Чем отличается писатель, реконструирующий утраченное состояние языка, от высококлассного имитатора-пародиста вроде Сорокина?

Сорокин тоже реконструирует утраченное состояние языка — не только архаичного, — притом что у него, конечно, условная архаика, но и языка Гончарова, Достоевского, Платонова. Сорокин — большой мастер, и мастерство его по своим задачам во многом деструктивно. Говорю об этом в положительном смысле: деструкция в определенные периоды нужна литературе как воздух. Сейчас же, на мой взгляд, эпоха демонтажа сменяется в культуре созиданием. Применительно к реконструкции языка это выражается в том, что на место эксгумации приходит воскрешение.


Примешивая в «Лавре» к древнерусской словесной вязи агрессивную современную лексику (в первую очередь, крепкие слова), Вы испытывали какие-то мучения, сомнения в том, стоит ли это делать?

Испытывал. Первоначально я хотел работать только с древнерусской интонацией, которую освоил за годы занятий медиевистикой. А потом решился на сальто-мортале — включение древнерусской лексики. Такое решение было опасным, поскольку оно могло обрушить мой текст в бездну китчевой литературы. Спасли от этого «крепкие слова», элементы сленга, канцелярита — всё то, что Вы справедливо называете агрессивной лексикой. В каком-то отношении всё это стало новым языком, который я изобрел для этого романа. Это сейчас я пытаюсь обо всем рассуждать как филолог, а когда писал — полагался только на интуицию, чувствуя, что иду по лезвию бритвы. В таких случаях интуиция — единственно возможный путь. Теории в литературе ничего не создают, они лишь способны что-то объяснить впоследствии. И то не всегда.

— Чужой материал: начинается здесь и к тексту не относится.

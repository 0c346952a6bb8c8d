//! # Alternative mapping libraries
//!
//! Author: Emanuel Schmid-Siegert
//!
//! These libraries help to judge reads which support a structural variant.
//! Reads overlapping regions of interest in a BAM file are cross-referenced
//! with the much more permissive alignments of LAST (MAF output). For each read
//! the best alternative mappings are laid out along the read and plotted,
//! which shows quickly if a read could equally well originate from elsewhere.
//!
//! The libraries are split into :
//!  - common: data structures, errors and output shared by everything
//!  - hts_lib_based: region handling and candidate read selection from BAM via htslib
//!  - last_based: parsing of LAST alignments and collection per read
//!  - layout: ranking of mappings and segment geometry
//!  - plotting: SVG output of the layouts
//!

/// structures and functions used by all parts
pub mod lib {
    pub mod common;
    /// candidate reads from BAM and BED
    pub mod hts_lib_based;
    /// LAST/MAF parsing and per-read collection
    pub mod last_based;
    pub mod layout;
    /// SVG rendering
    pub mod plotting;
}
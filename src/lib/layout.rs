use itertools::Itertools;
use log::debug;

use crate::lib::common::{*};

/// default half-height of the vertical log axis, ln(22026) = 10
const LOG_AXIS_LIMIT: f64 = 10.0;
/// default half-height of the vertical linear axis
const LINEAR_AXIS_LIMIT: f64 = 10000.0;

/// In which direction a segment reads along the read
#[derive(Debug,Clone,Copy,PartialEq,Eq)]
pub enum SegmentDirection {
    Right,
    Left,
}

/// One alternative mapping placed on the plot of its read
#[derive(Debug,Clone,PartialEq)]
pub struct RenderSegment {
    /// x-position on the read, mirrored for reverse alignments
    pub position: u64,
    /// aligned length on the read
    pub width: u64,
    /// y-position, negative for reverse alignments
    pub signed_score: f64,
    /// locus ordinal of the reference, selects the color
    pub color_key: usize,
    /// reference chromosome
    pub label: String,
    pub direction: SegmentDirection,
}

/// Visible area of a read plot
#[derive(Debug,Clone,Copy,PartialEq)]
pub struct AxisBounds {
    pub x_min: f64,
    pub x_max: f64,
    pub y_min: f64,
    pub y_max: f64,
}

impl AxisBounds {
    /// The x-axis covers the whole read, the y-axis is symmetric
    /// around 0 and at least the default limit of the scale.
    /// Neither range is ever empty.
    pub fn new(
        read_length: u64,
        scale: ScoreScale,
        max_abs_score: f64
    ) -> AxisBounds {
        let default_limit = match scale {
            ScoreScale::Log => LOG_AXIS_LIMIT,
            ScoreScale::Linear => LINEAR_AXIS_LIMIT,
        };
        let limit = default_limit.max(max_abs_score.ceil());
        AxisBounds {
            x_min: 0.0,
            x_max: read_length.max(1) as f64,
            y_min: -limit,
            y_max: limit,
        }
    }
}

/// Everything needed to print and plot the top mappings of a read
#[derive(Debug,Clone)]
pub struct ReadLayout<'a> {
    pub read_name: &'a str,
    /// selected mappings, best first
    pub selected: Vec<&'a MappingRecord>,
    /// one segment per selected mapping, same order
    pub segments: Vec<RenderSegment>,
    pub bounds: AxisBounds,
}

impl<'a> ReadLayout<'a> {
    /// nothing to draw for this read
    pub fn is_empty(&self) -> bool {
        self.segments.is_empty()
    }
}


/// Picks the `top_count` best mappings, best first.
/// Sorting is stable. With `DescendingHead` equally scored mappings
/// stay in arrival order. With `AscendingTail` the tail of the ascending
/// order is reversed, so among equal scores the later arrival comes first
/// and wins at the cut.
///
/// Unittest: TRUE
///
pub fn rank_mappings(
    records: &[MappingRecord],
    top_count: usize,
    policy: RankingPolicy
) -> Vec<&MappingRecord> {
    let effective_count = top_count.min(records.len());
    match policy {
        RankingPolicy::AscendingTail => {
            let ascending: Vec<&MappingRecord> = records.iter().sorted().collect();
            ascending[ascending.len() - effective_count..]
                .iter()
                .rev()
                .copied()
                .collect()
        }
        RankingPolicy::DescendingHead => records
            .iter()
            .sorted_by(|a, b| b.cmp(a))
            .take(effective_count)
            .collect(),
    }
}

/// Vertical coordinate of a mapping: the score or its natural logarithm,
/// negative if the read aligned in reverse.
/// The log scale needs a positive score which the quality threshold guarantees.
///
/// ```
/// use altmapping::lib::common::{GenomicRegion, MappingRecord, ScoreScale};
/// use altmapping::lib::layout::signed_score;
/// let reference = GenomicRegion::from_last_line("s 7 1000 50 + 200000 ACGT").unwrap();
/// let read = GenomicRegion::from_last_line("s readA 10 50 - 5000 ACGT").unwrap();
/// let record = MappingRecord::new(450, reference, read).unwrap();
/// assert_eq!(signed_score(&record, ScoreScale::Linear), -450.0);
/// assert!((signed_score(&record, ScoreScale::Log) + 450f64.ln()).abs() < 1e-12);
/// ```
pub fn signed_score(
    record: &MappingRecord,
    scale: ScoreScale
) -> f64 {
    let magnitude = match scale {
        ScoreScale::Linear => f64::from(record.score),
        ScoreScale::Log => {
            debug_assert!(record.score > 0, "log scale on a score of 0");
            f64::from(record.score).ln()
        }
    };
    if record.read_region.is_reverse() {
        -magnitude
    } else {
        magnitude
    }
}

/// Start of a segment on the read. Reverse alignments are mirrored
/// so that the segment reads from right to left.
pub fn segment_position(
    region: &GenomicRegion
) -> u64 {
    match region.strand {
        StrandDirection::Fwd => region.start,
        StrandDirection::Rev => region.total_length.saturating_sub(region.end()),
    }
}

fn build_segment(
    record: &MappingRecord,
    scale: ScoreScale
) -> RenderSegment {
    RenderSegment {
        position: segment_position(&record.read_region),
        width: record.read_region.length,
        signed_score: signed_score(record, scale),
        color_key: usize::from(record.locus_ordinal()),
        label: record.reference_region.locus.clone(),
        direction: match record.read_region.strand {
            StrandDirection::Fwd => SegmentDirection::Right,
            StrandDirection::Rev => SegmentDirection::Left,
        },
    }
}

/// Turns the mappings of one read into segments for plotting.
/// A read without mappings gives an empty layout with valid bounds.
///
/// Unittest: TRUE
///
pub fn layout_read<'a>(
    read_name: &'a str,
    records: &'a [MappingRecord],
    config: &AltPlotConfig
) -> ReadLayout<'a> {
    let selected = rank_mappings(records, config.top_count, config.ranking_policy);
    // all records stem from the same read, any of them knows its length
    let read_length = records.first().map_or(0, |x| x.read_length());
    let segments: Vec<RenderSegment> = selected
        .iter()
        .map(|x| build_segment(x, config.score_scale))
        .collect();
    let max_abs = segments
        .iter()
        .map(|x| x.signed_score.abs())
        .fold(0.0_f64, f64::max);
    debug!("Layout of {}: {} of {} mappings selected", read_name, segments.len(), records.len());
    ReadLayout {
        read_name,
        selected,
        segments,
        bounds: AxisBounds::new(read_length, config.score_scale, max_abs),
    }
}

/// Lays out every read of the collection in collection order
pub fn layout_collection<'a>(
    collection: &'a ReadMappingCollection,
    config: &AltPlotConfig
) -> Vec<ReadLayout<'a>> {
    collection
        .iter()
        .map(|(name, records)| layout_read(name, records, config))
        .collect()
}


#[cfg(test)]
mod tests {
    use super::*;

    fn mapping(score: u32, chrom: &str, start: u64, length: u64, strand: &str) -> MappingRecord {
        let reference = GenomicRegion::from_last_line(&format!("s {} 1000 {} + 200000 ACGT", chrom, length)).unwrap();
        let read = GenomicRegion::from_last_line(&format!("s readA {} {} {} 5000 ACGT", start, length, strand)).unwrap();
        MappingRecord::new(score, reference, read).unwrap()
    }

    fn config(top_count: usize, ranking_policy: RankingPolicy, score_scale: ScoreScale) -> AltPlotConfig {
        AltPlotConfig::new(300, top_count, ranking_policy, score_scale).unwrap()
    }

    fn scores(records: &[&MappingRecord]) -> Vec<u32> {
        records.iter().map(|x| x.score).collect()
    }

    #[test]
    fn empty_read_gives_empty_layout() {
        let records: Vec<MappingRecord> = Vec::new();
        for policy in [RankingPolicy::AscendingTail, RankingPolicy::DescendingHead].iter() {
            let layout = layout_read("readA", &records, &config(15, *policy, ScoreScale::Log));
            assert!(layout.is_empty());
            assert!(layout.selected.is_empty());
            assert!(layout.bounds.x_max > layout.bounds.x_min);
            assert!(layout.bounds.y_max > layout.bounds.y_min);
        }
    }

    #[test]
    fn top_one_is_best_for_both_policies() {
        let records = vec![mapping(300, "1", 0, 50, "+"), mapping(600, "2", 100, 50, "+")];
        for policy in [RankingPolicy::AscendingTail, RankingPolicy::DescendingHead].iter() {
            let layout = layout_read("readA", &records, &config(1, *policy, ScoreScale::Linear));
            assert_eq!(layout.segments.len(), 1);
            assert_eq!(layout.selected[0].score, 600);
            assert_eq!(layout.segments[0].label, "2");
        }
    }

    #[test]
    fn policies_select_same_scores() {
        let records: Vec<MappingRecord> = [450, 300, 900, 450, 1200, 300, 700]
            .iter()
            .enumerate()
            .map(|(i, s)| mapping(*s, "3", i as u64 * 10, 10, "+"))
            .collect();
        for n in 0..=records.len() {
            let mut tail = scores(&rank_mappings(&records, n, RankingPolicy::AscendingTail));
            let mut head = scores(&rank_mappings(&records, n, RankingPolicy::DescendingHead));
            assert_eq!(tail.len(), n);
            assert!(head.windows(2).all(|w| w[0] >= w[1]));
            tail.sort_unstable();
            head.sort_unstable();
            assert_eq!(tail, head);
        }
    }

    #[test]
    fn ties_follow_documented_order() {
        let records = vec![
            mapping(500, "1", 0, 10, "+"),
            mapping(500, "2", 10, 10, "+"),
            mapping(400, "3", 20, 10, "+"),
        ];
        let head = rank_mappings(&records, 1, RankingPolicy::DescendingHead);
        assert_eq!(head[0].reference_region.locus, "1");
        let tail = rank_mappings(&records, 1, RankingPolicy::AscendingTail);
        assert_eq!(tail[0].reference_region.locus, "2");
    }

    #[test]
    fn top_count_larger_than_records() {
        let records = vec![mapping(350, "X", 0, 50, "+")];
        let layout = layout_read("readA", &records, &config(20, RankingPolicy::DescendingHead, ScoreScale::Log));
        assert_eq!(layout.segments.len(), 1);
        assert_eq!(layout.segments[0].color_key, 23);
    }

    #[test]
    fn reverse_segments_are_mirrored() {
        let records = vec![
            mapping(400, "Y", 10, 50, "-"),
            mapping(500, "5", 0, 5000, "-"),
            mapping(600, "5", 4900, 100, "-"),
        ];
        let layout = layout_read("readA", &records, &config(3, RankingPolicy::DescendingHead, ScoreScale::Linear));
        for (record, segment) in layout.selected.iter().zip(layout.segments.iter()) {
            let region = &record.read_region;
            assert_eq!(segment.position, region.total_length - region.start - region.length);
            assert!(segment.position + segment.width <= region.total_length);
            assert_eq!(segment.direction, SegmentDirection::Left);
            assert!(segment.signed_score < 0.0);
        }
        assert_eq!(layout.segments[2].position, 4940);
    }

    #[test]
    fn forward_segment_geometry() {
        let records = vec![mapping(450, "7", 10, 50, "+")];
        let layout = layout_read("readA", &records, &config(15, RankingPolicy::AscendingTail, ScoreScale::Log));
        let segment = &layout.segments[0];
        assert_eq!(segment.position, 10);
        assert_eq!(segment.width, 50);
        assert_eq!(segment.color_key, 7);
        assert_eq!(segment.direction, SegmentDirection::Right);
        assert!((segment.signed_score - 450f64.ln()).abs() < 1e-12);
        assert_eq!(layout.bounds.x_max, 5000.0);
        assert_eq!(layout.bounds.y_max, 10.0);
        assert_eq!(layout.bounds.y_min, -10.0);
    }

    #[test]
    fn linear_bounds_grow_with_scores() {
        let records = vec![mapping(25000, "1", 0, 50, "-")];
        let layout = layout_read("readA", &records, &config(15, RankingPolicy::DescendingHead, ScoreScale::Linear));
        assert_eq!(layout.bounds.y_min, -25000.0);
        assert_eq!(layout.bounds.y_max, 25000.0);
    }

    #[test]
    fn same_locus_same_color_across_reads() {
        let a = vec![mapping(450, "12", 0, 50, "+")];
        let b = vec![mapping(900, "12", 300, 80, "-")];
        let cfg = config(15, RankingPolicy::DescendingHead, ScoreScale::Log);
        let la = layout_read("readA", &a, &cfg);
        let lb = layout_read("readB", &b, &cfg);
        assert_eq!(la.segments[0].color_key, lb.segments[0].color_key);
    }

    #[test]
    fn collection_keeps_empty_reads() {
        let mut collection = ReadMappingCollection::new();
        collection.insert(String::from("readA"), vec![mapping(450, "7", 10, 50, "+")]);
        collection.insert(String::from("readB"), Vec::new());
        let layouts = layout_collection(&collection, &AltPlotConfig::default());
        assert_eq!(layouts.len(), 2);
        assert!(!layouts[0].is_empty());
        assert!(layouts[1].is_empty());
        assert_eq!(layouts[1].read_name, "readB");
    }
}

В «Лавре» тема смерти — ведущая. В этой книге много написано о страхе отпустить человека, расстаться с ним, об эгоистичном желании никого не терять и о том, как на самом деле тяжело терять. Почему эта тема так громко звучит?

Любовь и жизнь — дар, а стало быть, то, чего можно лишиться. Когда любишь — боишься расстаться, когда живешь — боишься умереть. Этот страх не парализует, он конструктивен и позволяет лучше ценить то, что имеешь. Я бы вообще сказал, что страх смерти — одно из самых жизнеутверждающих чувств.


Один сюжетный ход мне в романе все-таки непонятен. Почему Амброджо так взволнован мифическим концом света 1492 года, если он видит будущее на пять столетий вперед?

Западным людям вообще свойственно сомневаться, и это, на мой взгляд, спасает их от многих бед. Возможно, Амброджо боялся запутаться в своих видениях или неправильно их истолковать. Строго говоря, чем выше информированность, тем слабее убежденность.


Вы как-то говорили, что у сотрудников Пушкинского Дома принято отписывать в завещании свои личные библиотеки по адресу: Макарова, дом 4. «Лавр» тоже там окажется? Как Вы думаете, он будет восприниматься скорее как экспериментальный исторический роман, про старину — или как роман о конкретной эпохе, начале XXI века?

С «Лавром» я решил не тянуть до завещания и подарил его в нашу библиотеку уже сейчас. Я думаю, что если этот текст будет кем-то читаться спустя время, то интересовать он будет прежде всего как портрет не той или иной эпохи, а отдельного человека. Так, по крайней мере, мне бы хотелось.